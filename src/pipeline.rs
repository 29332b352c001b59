//! Per-file artwork pipeline.
//!
//! presence check -> search terms -> catalog lookup -> image download ->
//! strategy selection -> transactional commit
//!
//! Expected misses (artwork already present, no usable title, no catalog
//! match) are reported as [`FileOutcome::Skipped`]; everything else that goes
//! wrong for a file is a [`PipelineError`]. Neither stops a batch.

use log::{debug, info, warn};
use std::fmt;
use std::path::Path;

use crate::catalog::{ArtworkLocator, CatalogError};
use crate::commit::{commit_embedding, CommitError};
use crate::detect::{detect_family, has_front_cover};
use crate::fetch::{FetchError, ImageFetcher, ScratchImage};
use crate::media::MediaTool;
use crate::models::EmbeddingJob;
use crate::resolve::resolve_search_terms;
use crate::tags::TagReader;

#[derive(Debug, Clone, Copy, PartialEq, Eq, Hash)]
pub enum SkipReason {
    /// Front cover present and replacement not forced
    ArtworkPresent,
    /// No title tag and nothing usable in the filename
    NoTitle,
    /// Catalog returned no match, or a match without images
    NoMatch,
}

impl fmt::Display for SkipReason {
    fn fmt(&self, f: &mut fmt::Formatter<'_>) -> fmt::Result {
        f.write_str(match self {
            SkipReason::ArtworkPresent => "artwork already present (use --force to replace)",
            SkipReason::NoTitle => "no title tag and no title derivable from the filename",
            SkipReason::NoMatch => "no artwork found in the catalog",
        })
    }
}

#[derive(Debug, Clone, Copy, PartialEq, Eq)]
pub enum FileOutcome {
    Embedded { replaced: bool },
    Skipped(SkipReason),
}

#[derive(Debug, thiserror::Error)]
pub enum PipelineError {
    #[error("could not read tags: {0}")]
    Tags(#[from] lofty::error::LoftyError),

    #[error("artwork search failed: {0}")]
    Catalog(#[from] CatalogError),

    #[error(transparent)]
    Fetch(#[from] FetchError),

    #[error(transparent)]
    Commit(#[from] CommitError),
}

pub struct Pipeline {
    tool: Box<dyn MediaTool>,
    tags: Box<dyn TagReader>,
    locator: Box<dyn ArtworkLocator>,
    fetcher: Box<dyn ImageFetcher>,
    scratch: ScratchImage,
    force_overwrite: bool,
}

impl Pipeline {
    pub fn new(
        tool: Box<dyn MediaTool>,
        tags: Box<dyn TagReader>,
        locator: Box<dyn ArtworkLocator>,
        fetcher: Box<dyn ImageFetcher>,
        scratch: ScratchImage,
        force_overwrite: bool,
    ) -> Self {
        Self {
            tool,
            tags,
            locator,
            fetcher,
            scratch,
            force_overwrite,
        }
    }

    pub fn process_file(&mut self, path: &Path) -> Result<FileOutcome, PipelineError> {
        info!("Processing {}", path.display());

        let has_artwork = match has_front_cover(self.tool.as_ref(), path) {
            Ok(present) => present,
            Err(e) => {
                warn!(
                    "Could not check existing artwork of {} ({}), continuing as if none",
                    path.display(),
                    e
                );
                false
            }
        };
        if has_artwork && !self.force_overwrite {
            return Ok(FileOutcome::Skipped(SkipReason::ArtworkPresent));
        }
        if has_artwork {
            info!("Existing artwork will be replaced");
        }

        let tags = self.tags.read(path)?;
        debug!(
            "Tags: artist='{}' album='{}' title='{}'",
            tags.artist, tags.album, tags.title
        );

        let Some(terms) = resolve_search_terms(&tags, path) else {
            return Ok(FileOutcome::Skipped(SkipReason::NoTitle));
        };
        debug!("Search terms: artist='{}' title='{}'", terms.artist, terms.title);

        let Some(candidate) = self.locator.locate(&terms)? else {
            return Ok(FileOutcome::Skipped(SkipReason::NoMatch));
        };

        let scratch = self.scratch.claim();
        self.fetcher.fetch(&candidate.url, scratch.path())?;

        let family = detect_family(self.tool.as_ref(), path);
        debug!("Detected container family: {}", family);

        let job = EmbeddingJob {
            source: path.to_path_buf(),
            artwork: scratch.path().to_path_buf(),
            family,
            replace_existing: has_artwork,
        };
        let codec = commit_embedding(self.tool.as_ref(), &job)?;
        info!(
            "Embedded {}x{} artwork into {} (image codec {})",
            candidate.width,
            candidate.height,
            path.display(),
            codec.as_ffmpeg()
        );

        Ok(FileOutcome::Embedded {
            replaced: has_artwork,
        })
    }
}
//! Per-request cancellation and deadline propagation.
//!
//! A [`RequestContext`] travels with every repository call. Collaborator calls
//! are raced against the context's cancellation token and deadline, so a
//! pending store or allocator call is abandoned as soon as the caller gives
//! up. Work already completed upstream is not rolled back.

use std::future::Future;
use std::time::Duration;

use tokio::time::Instant;
use tokio_util::sync::CancellationToken;

use crate::error::{IpError, IpResult};

/// Cancellation and deadline carried by a single request
#[derive(Debug, Clone, Default)]
pub struct RequestContext {
    token: CancellationToken,
    deadline: Option<Instant>,
}

impl RequestContext {
    /// Context without a deadline that is only cancelled explicitly
    pub fn new() -> Self {
        Self::default()
    }

    /// Context whose deadline is `timeout` from now
    pub fn with_timeout(timeout: Duration) -> Self {
        Self {
            token: CancellationToken::new(),
            deadline: Some(Instant::now() + timeout),
        }
    }

    pub fn cancel(&self) {
        self.token.cancel();
    }

    /// Drive `fut` to completion unless the request is cancelled or its
    /// deadline passes first.
    pub async fn run<F, T>(&self, fut: F) -> IpResult<T>
    where
        F: Future<Output = T>,
    {
        if self.token.is_cancelled() {
            return Err(IpError::Canceled);
        }
        if matches!(self.deadline, Some(deadline) if deadline <= Instant::now()) {
            return Err(IpError::DeadlineExceeded);
        }

        match self.deadline {
            Some(deadline) => tokio::select! {
                biased;
                _ = self.token.cancelled() => Err(IpError::Canceled),
                _ = tokio::time::sleep_until(deadline) => Err(IpError::DeadlineExceeded),
                out = fut => Ok(out),
            },
            None => tokio::select! {
                biased;
                _ = self.token.cancelled() => Err(IpError::Canceled),
                out = fut => Ok(out),
            },
        }
    }
}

= = =

**About this task:**
Your answer should be the number of lines in the records that contain the word "call", with nothing added.

**Response to this exercise:**
2